Gute Laune: Ursula Bouffier (von links), Prinz Benno I. und Ihre Lieblichkeit Prinzessin Andrea, die Volker Bouffier, dem Ministerpräsidenten a.D., den Orden „in joco veritas“ überreicht. © Dieter Schachtschneider

Nach der Coronapause tagte auch mal wieder die närrische Stadtverordnetenversammlung in Kassel. Die höchste Auszeichnung der Karnevalisten bekam dabei Volker Bouffier, Ministerpräsident a.D.

Kassel – Die Narren sind los, und natürlich machen sie auch nicht vor der Politik halt. Seit dem Wochenende steht das Rathaus im Zeichen des Karnevals – närrische Stadtverordnetensitzung inklusive. Elf Erkenntnisse nach der vierstündigen Veranstaltung am Sonntagabend.

1.Narren bleiben über der Gürtellinie: Wer weiß, ob es in Zeiten des Wahlkampfs Anzeichen gegeben hat, dass es anders kommen könnte. Zumindest wies Lars Reiße, der Präsident der Gemeinschaft Kasseler Karnevalsgesellschaften, zu Beginn darauf hin, dass Narren verbal nie unter die Gürtellinie gehen, wenn sie in die Bütt steigen. Es lässt sich sagen: Alle haben sich daran gehalten. Helau und Alaaf.

2.Bouffier kann auch kurz: Drei Jahre hat es gedauert, bis Volker Bouffier den Orden „in joco veritas“ entgegennehmen konnte. Als die Gemeinschaft Kasseler Karnevalsgesellschaften sich dafür entscheid, Bouffier mit ihrer höchsten Auszeichnung zu versehen, war der heute 71-Jährige noch Ministerpräsident Hessens. Jetzt ist er a.D., nahm den Orden aber trotzdem gern an. Ihn hatten vor ihm auch schon seine Vorgänger Roland Koch, Hans Eichel und Holger Börner erhalten. Lars Reiße sagte, Bouffier sei gut für Kassel gewesen und erinnerte an den Welterbe-Titel und die documenta. Und er rief den einen oder anderen Besuch Bouffiers bei Neujahrsempfängen der Stadt ins Gedächtnis.
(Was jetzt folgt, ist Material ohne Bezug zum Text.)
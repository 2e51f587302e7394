use std::{collections::HashMap, sync::Arc};

use anyhow::Result;
use axum::{
    extract::{Form, Multipart, State},
    http::{header, HeaderMap, StatusCode},
    response::{IntoResponse, Response},
    routing::{get, post},
    Json, Router,
};
use serde_json::json;
use shared::protocol::{ChatMessage, ChatState};
use tokio::{net::TcpListener, sync::Mutex};

use super::*;

const SESSION_COOKIE: &str = "chat_session";

#[derive(Debug, Clone, PartialEq, Eq)]
struct ReceivedUpload {
    file_name: String,
    content_type: Option<String>,
    len: usize,
}

#[derive(Clone, Default)]
struct ServerState {
    chat: Arc<Mutex<ChatState>>,
    uploads: Arc<Mutex<Vec<ReceivedUpload>>>,
}

fn session_user(headers: &HeaderMap) -> Option<String> {
    let cookies = headers.get(header::COOKIE)?.to_str().ok()?;
    cookies.split(';').find_map(|pair| {
        let (name, value) = pair.trim().split_once('=')?;
        (name == SESSION_COOKIE).then(|| value.to_string())
    })
}

fn error(status: StatusCode, message: &str) -> Response {
    (status, Json(json!({ "error": message }))).into_response()
}

async fn login(
    State(state): State<ServerState>,
    Form(form): Form<HashMap<String, String>>,
) -> Response {
    let username = form.get("username").map(|name| name.trim()).unwrap_or_default();
    if username.is_empty() {
        return error(StatusCode::BAD_REQUEST, "Username is required");
    }
    state.chat.lock().await.users.push(username.to_string());
    (
        [(header::SET_COOKIE, format!("{SESSION_COOKIE}={username}; Path=/"))],
        Json(json!({ "success": true })),
    )
        .into_response()
}

async fn messages(State(state): State<ServerState>, headers: HeaderMap) -> Response {
    if session_user(&headers).is_none() {
        return error(StatusCode::UNAUTHORIZED, "Not logged in");
    }
    Json(state.chat.lock().await.clone()).into_response()
}

async fn send(
    State(state): State<ServerState>,
    headers: HeaderMap,
    Form(form): Form<HashMap<String, String>>,
) -> Response {
    let Some(username) = session_user(&headers) else {
        return error(StatusCode::UNAUTHORIZED, "Not logged in");
    };
    let text = form.get("message").cloned().unwrap_or_default();
    state
        .chat
        .lock()
        .await
        .messages
        .push(ChatMessage::new(username, text, "12:00:00"));
    Json(json!({ "success": true })).into_response()
}

async fn upload(State(state): State<ServerState>, mut multipart: Multipart) -> Response {
    while let Ok(Some(field)) = multipart.next_field().await {
        if field.name() != Some("file") {
            continue;
        }
        let file_name = field.file_name().unwrap_or_default().to_string();
        let content_type = field.content_type().map(str::to_string);
        if file_name.ends_with(".exe") {
            return error(StatusCode::BAD_REQUEST, "File type not allowed");
        }
        let Ok(bytes) = field.bytes().await else {
            return error(StatusCode::BAD_REQUEST, "Upload interrupted");
        };
        state.uploads.lock().await.push(ReceivedUpload {
            file_name,
            content_type,
            len: bytes.len(),
        });
        return Json(json!({ "success": true })).into_response();
    }
    error(StatusCode::BAD_REQUEST, "No file part")
}

async fn spawn_chat_server() -> Result<(String, ServerState)> {
    std::env::set_var("NO_PROXY", "127.0.0.1,localhost");
    let listener = TcpListener::bind("127.0.0.1:0").await?;
    let addr = listener.local_addr()?;
    let state = ServerState::default();
    let app = Router::new()
        .route("/login", post(login))
        .route("/logout", post(|| async { Json(json!({ "success": true })) }))
        .route("/messages", get(messages))
        .route("/send", post(send))
        .route("/upload", post(upload))
        .with_state(state.clone());
    tokio::spawn(async move {
        let _ = axum::serve(listener, app).await;
    });
    Ok((format!("http://{addr}"), state))
}

#[tokio::test]
async fn session_cookie_from_login_authorizes_polling() {
    let (server_url, _state) = spawn_chat_server().await.expect("spawn server");
    let backend = HttpChatBackend::new(server_url).expect("backend");

    let err = backend.fetch_state().await.expect_err("not logged in yet");
    assert!(err.is_session_expired());
    assert_eq!(err.server_message(), Some("Not logged in"));

    backend.login("alice").await.expect("login");
    backend.send("hello <b>world</b>").await.expect("send");
    let state = backend.fetch_state().await.expect("fetch");

    assert_eq!(state.users, vec!["alice"]);
    assert_eq!(
        state.messages,
        vec![ChatMessage::new("alice", "hello <b>world</b>", "12:00:00")]
    );
    backend.logout().await.expect("logout");
}

#[tokio::test]
async fn rejected_login_carries_server_error_text() {
    let (server_url, _state) = spawn_chat_server().await.expect("spawn server");
    let backend = HttpChatBackend::new(server_url).expect("backend");

    let err = backend.login("   ").await.expect_err("blank username");
    assert!(matches!(err, ChatError::Api { status: 400, .. }));
    assert_eq!(err.user_message("Login failed"), "Username is required");
}

#[tokio::test]
async fn upload_sends_multipart_file_and_reports_completion() {
    let (server_url, state) = spawn_chat_server().await.expect("spawn server");
    let backend = HttpChatBackend::new(server_url).expect("backend");
    let file = UploadFile::new("cat.png", vec![42_u8; 200_000]);
    let (progress_tx, progress_rx) = watch::channel(UploadProgress::default());

    backend.upload(file, progress_tx).await.expect("upload");

    let last = *progress_rx.borrow();
    assert_eq!(last.bytes_sent, 200_000);
    assert_eq!(last.percent(), Some(100.0));
    assert_eq!(
        *state.uploads.lock().await,
        vec![ReceivedUpload {
            file_name: "cat.png".to_string(),
            content_type: Some("image/png".to_string()),
            len: 200_000,
        }]
    );
}

#[tokio::test]
async fn rejected_upload_surfaces_server_reason() {
    let (server_url, state) = spawn_chat_server().await.expect("spawn server");
    let backend = HttpChatBackend::new(server_url).expect("backend");
    let (progress_tx, _progress_rx) = watch::channel(UploadProgress::default());

    let err = backend
        .upload(UploadFile::new("virus.exe", vec![0; 16]), progress_tx)
        .await
        .expect_err("disallowed type");
    assert_eq!(err.server_message(), Some("File type not allowed"));
    assert!(!err.is_transport());
    assert!(state.uploads.lock().await.is_empty());
}

#[tokio::test]
async fn unreachable_server_is_a_transport_error() {
    std::env::set_var("NO_PROXY", "127.0.0.1,localhost");
    let listener = TcpListener::bind("127.0.0.1:0").await.expect("bind");
    let addr = listener.local_addr().expect("addr");
    drop(listener);

    let backend = HttpChatBackend::new(format!("http://{addr}")).expect("backend");
    let err = backend.login("alice").await.expect_err("nothing listening");
    assert!(err.is_transport());
}

#[test]
fn media_links_resolve_against_server_root() {
    let backend = HttpChatBackend::new("http://127.0.0.1:5000/").expect("backend");
    assert_eq!(backend.server_url(), "http://127.0.0.1:5000");
    assert_eq!(
        backend
            .resolve_url("/uploads/cat.png")
            .expect("resolve")
            .as_str(),
        "http://127.0.0.1:5000/uploads/cat.png"
    );
    assert!(HttpChatBackend::new("not a url").is_err());
}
Bouffier habe stets kurz sprechen wollen und redete dann doch – sagen wir mal – etwas länger. Diesmal hielt er sich tatsächlich kurz.

3.Die Oberbürgermeisterwahl interessiert auch weit über Kassel hinaus: Volker Bouffier kam mit seiner Frau Ursula nach Kassel und machte einen sehr entspannten Eindruck. In seiner Dankesrede versicherte er, dass er die Politik nur noch von außen betrachtet. Aber als Politikrentner schaut auch er gespannt auf den OB-Wahlkampf in Kassel, wie er versicherte. Einen Tipp hatte er nicht parat, aber: „Wem das närrische Volk das Zepter geben wird, wird man sehen. Ich hoffe nur, dass alle dann auch wählen gehen.“

4.Ein Orden kommt selten allein: Nicht nur Volker Bouffier und die Büttenredner erhielten einen Orden, sondern auch Volker Zeidler – in Erinnerung an den früheren Stadtverordnetenvorsteher Günter Kestner. Für Zeidler (SPD) war dies eine besondere Ehre, denn: Kestner war einst Nachbar von ihm – und brachte ihn in die Kommunalpolitik.

5.Die SPD bleibt auch in der närrischen Zeit geteilt: Der Streit innerhalb der SPD war natürlich eine Vorlage für die Büttenredner – zumindest für jene, die nicht dem einen oder dem anderen Teil der SPD angehören. Zumal: Auch während der närrischen Stavo gab es kein Miteinander. Die Mitglieder des linken SPD-Flügels waren gar nicht erst anwesend – oder sie waren so gut verkleidet, dass sie keiner erkannt hat: etwa als Linke oder Grüne.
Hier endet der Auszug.